Inference vs PredictionLet’s investigate the disconnect between the business goals and the data science efforts as mentioned in the HBR article. Many of today’s data science initiatives result in predictive models. In a B2C context these models are used to predict whether you’re going to click on an ad, buy a suggested product, if you’re going to churn, or if you’re likely to commit fraud or default on a loan. Although a lot of effort goes into creating highly accurate predictions, questions is if these predictions really create business value. Most organisations require a way to influence the phenomenon being predicted instead of the prediction itself. This will allow them to decide on the appropriate actions to take. Therefore, understanding what makes you click, buy, churn, default or commit fraud is the real objective. To be able to understand what influences human behaviour requires another approach than creating predictions, it requires inference. Inference is a statistical, hypothesis driven approach to modelling and focusses on understanding the causality of a relationship. Computer science, the core of most data science methods, focusses on finding the best model to fit the data and doesn’t focus on understanding why. Inferential models provide the decision maker with guidance on how to influence customer behaviour and thus value can be created. This might better explain the disconnect between business goals and the analytics efforts as reported in the HBR article. For example, knowing that a call positively influences customer experience and prevents churn for a specific type of customer gives the decision maker the opportunity to plan such a call. Prediction models can’t provide these insights, but will provide the expected number of churners or who is most likely to churn. How to react on these predictions is left to the decision maker.
Keep it simple!Second reason for failure mentioned in the HBR article is that data scientists put a lot of effort in improving the predictive accuracy of their models instead of taking on new business questions. Reason mentioned for this behaviour is the huge effort for getting the data ready for analysis and modelling. Consequence of this tendency is that it increases model complexity. Is this complexity really required? From a user’s perspective, complex models are more difficult to understand and therefore also more difficult to adopt, trust and use. For easy acceptance and deployment, it is better to have understandable models.

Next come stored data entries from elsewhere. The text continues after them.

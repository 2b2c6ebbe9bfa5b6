// SPDX-License-Identifier: MIT OR Apache-2.0

//! Depth derived from where a record comes from.
//!
//! A component is named by its hierarchy path, normally the event target,
//! which defaults to the module path (`app::store::cache`).  Dotted names
//! (`app.store.cache`) are accepted as well.  The crate root (`app`) is the root
//! component and never contributes depth.

use std::fmt::Display;
use std::str::FromStr;

use serde::{Deserialize, Serialize};

use crate::error::ConfigError;

/// How the hierarchy path of a record contributes to its depth.
#[derive(Debug, Clone, Copy, Default, PartialEq, Eq, Hash, Serialize, Deserialize)]
#[serde(rename_all = "snake_case")]
pub enum HierarchyMode {
    /// The hierarchy contributes nothing.
    #[default]
    Disabled,
    /// Every non-root component is indented by one level.
    Flat,
    /// One level per path segment below the root: `a::b::c` contributes 2.
    PerSegment,
}

impl HierarchyMode {
    /// The depth this mode assigns to `path`.
    ///
    /// ```rust
    /// use indentwise::{HierarchyMode, HierarchyPath};
    ///
    /// let path = HierarchyPath::new("app::store::cache");
    /// assert_eq!(HierarchyMode::Disabled.contribution(path), 0);
    /// assert_eq!(HierarchyMode::Flat.contribution(path), 1);
    /// assert_eq!(HierarchyMode::PerSegment.contribution(path), 2);
    /// ```
    pub fn contribution(self, path: HierarchyPath<'_>) -> usize {
        match self {
            HierarchyMode::Disabled => 0,
            HierarchyMode::Flat => usize::from(!path.is_root()),
            HierarchyMode::PerSegment => path.segment_count().saturating_sub(1),
        }
    }
}

impl Display for HierarchyMode {
    fn fmt(&self, f: &mut std::fmt::Formatter<'_>) -> std::fmt::Result {
        f.write_str(match self {
            HierarchyMode::Disabled => "disabled",
            HierarchyMode::Flat => "flat",
            HierarchyMode::PerSegment => "per_segment",
        })
    }
}

impl FromStr for HierarchyMode {
    type Err = ConfigError;

    fn from_str(s: &str) -> Result<Self, Self::Err> {
        match s.trim().to_ascii_lowercase().as_str() {
            "disabled" | "off" | "none" => Ok(HierarchyMode::Disabled),
            "flat" => Ok(HierarchyMode::Flat),
            "per_segment" | "per-segment" => Ok(HierarchyMode::PerSegment),
            _ => Err(ConfigError::UnknownHierarchyMode(s.to_string())),
        }
    }
}

/// A borrowed hierarchical component name.
#[derive(Debug, Clone, Copy, PartialEq, Eq, Hash)]
pub struct HierarchyPath<'a> {
    name: &'a str,
}

impl<'a> HierarchyPath<'a> {
    pub fn new(name: &'a str) -> Self {
        Self { name }
    }

    /// The name exactly as given.
    pub fn as_str(&self) -> &'a str {
        self.name
    }

    /// The non-empty segments, splitting on both `::` and `.`.
    pub fn segments(&self) -> impl Iterator<Item = &'a str> + use<'a> {
        self.name
            .split("::")
            .flat_map(|part| part.split('.'))
            .filter(|segment| !segment.is_empty())
    }

    pub fn segment_count(&self) -> usize {
        self.segments().count()
    }

    /// Whether this names the root component (a single segment, or nothing).
    pub fn is_root(&self) -> bool {
        self.segment_count() <= 1
    }
}

impl Display for HierarchyPath<'_> {
    fn fmt(&self, f: &mut std::fmt::Formatter<'_>) -> std::fmt::Result {
        f.write_str(self.name)
    }
}

#[cfg(test)]
mod tests {
    use super::*;

    #[test]
    fn per_segment_counts_levels_below_root() {
        assert_eq!(HierarchyMode::PerSegment.contribution(HierarchyPath::new("a.b.c")), 2);
        assert_eq!(HierarchyMode::PerSegment.contribution(HierarchyPath::new("a::b::c")), 2);
        assert_eq!(HierarchyMode::PerSegment.contribution(HierarchyPath::new("a")), 0);
    }

    #[test]
    fn flat_indents_every_non_root_once() {
        assert_eq!(HierarchyMode::Flat.contribution(HierarchyPath::new("app")), 0);
        assert_eq!(HierarchyMode::Flat.contribution(HierarchyPath::new("app::db")), 1);
        assert_eq!(
            HierarchyMode::Flat.contribution(HierarchyPath::new("app::db::pool::conn")),
            1
        );
    }

    #[test]
    fn disabled_contributes_nothing() {
        assert_eq!(
            HierarchyMode::Disabled.contribution(HierarchyPath::new("x::y::z")),
            0
        );
    }

    #[test]
    fn empty_segments_are_ignored() {
        let path = HierarchyPath::new("app..store::::cache.");
        assert_eq!(path.segments().collect::<Vec<_>>(), vec!["app", "store", "cache"]);
        assert!(HierarchyPath::new("").is_root());
    }

    #[test]
    fn mixed_separators() {
        let path = HierarchyPath::new("app::plugins.audio");
        assert_eq!(path.segment_count(), 3);
    }

    #[test]
    fn parse_modes() {
        assert_eq!("flat".parse::<HierarchyMode>().unwrap(), HierarchyMode::Flat);
        assert_eq!(
            "per-segment".parse::<HierarchyMode>().unwrap(),
            HierarchyMode::PerSegment
        );
        assert_eq!(
            " Disabled ".parse::<HierarchyMode>().unwrap(),
            HierarchyMode::Disabled
        );
        assert!(matches!(
            "tree".parse::<HierarchyMode>(),
            Err(ConfigError::UnknownHierarchyMode(_))
        ));
        for mode in [HierarchyMode::Disabled, HierarchyMode::Flat, HierarchyMode::PerSegment] {
            assert_eq!(mode.to_string().parse::<HierarchyMode>().unwrap(), mode);
        }
    }
}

Sometimes this is even a legal requirement, for example in credit scoring. A best practice I apply in my work as a consultant is to balance the model accuracy well against the accuracy required for the decision to be made, the analytics maturity of the decision maker and the accuracy of the data. This also applies to data science projects. For example, targeting the receivers of your next marketing campaign requires less accuracy than have a self-driven car find its way to its destination. Also, you can’t make more accurate predictions than the accuracy of your data. Most data are uncertain, biased, incomplete and contain errors, when you have a lot of data this becomes even worse. This will negatively influence the quality and applicability of the model based on this data. In addition, research shows that the added value of more complex methods is marginal compared to what can be achieved with simple methods. Simple models already catch most of the signal in the data, enough in most practical situations to base a decision on. So, instead of creating a very complex and highly accurate model, better to test various simple ones. They will capture the essence of what is in the data and speed up the analysis. From a business perspective, this is exactly what you should ask you data scientists to do, come up with simple models fast and if required for the decision use the insights from these simple models to direct the construction of more advanced ones.
The question “How to get value from your data science initiative?” has no simple answer. There are many reasons why data science projects succeed or fail, the HBR article only mentions a few. I’m confident that the above considerations and recommendations will increase the chances of your next data science initiative to be successful. Can’t promise you gold however, I’m no alchemist.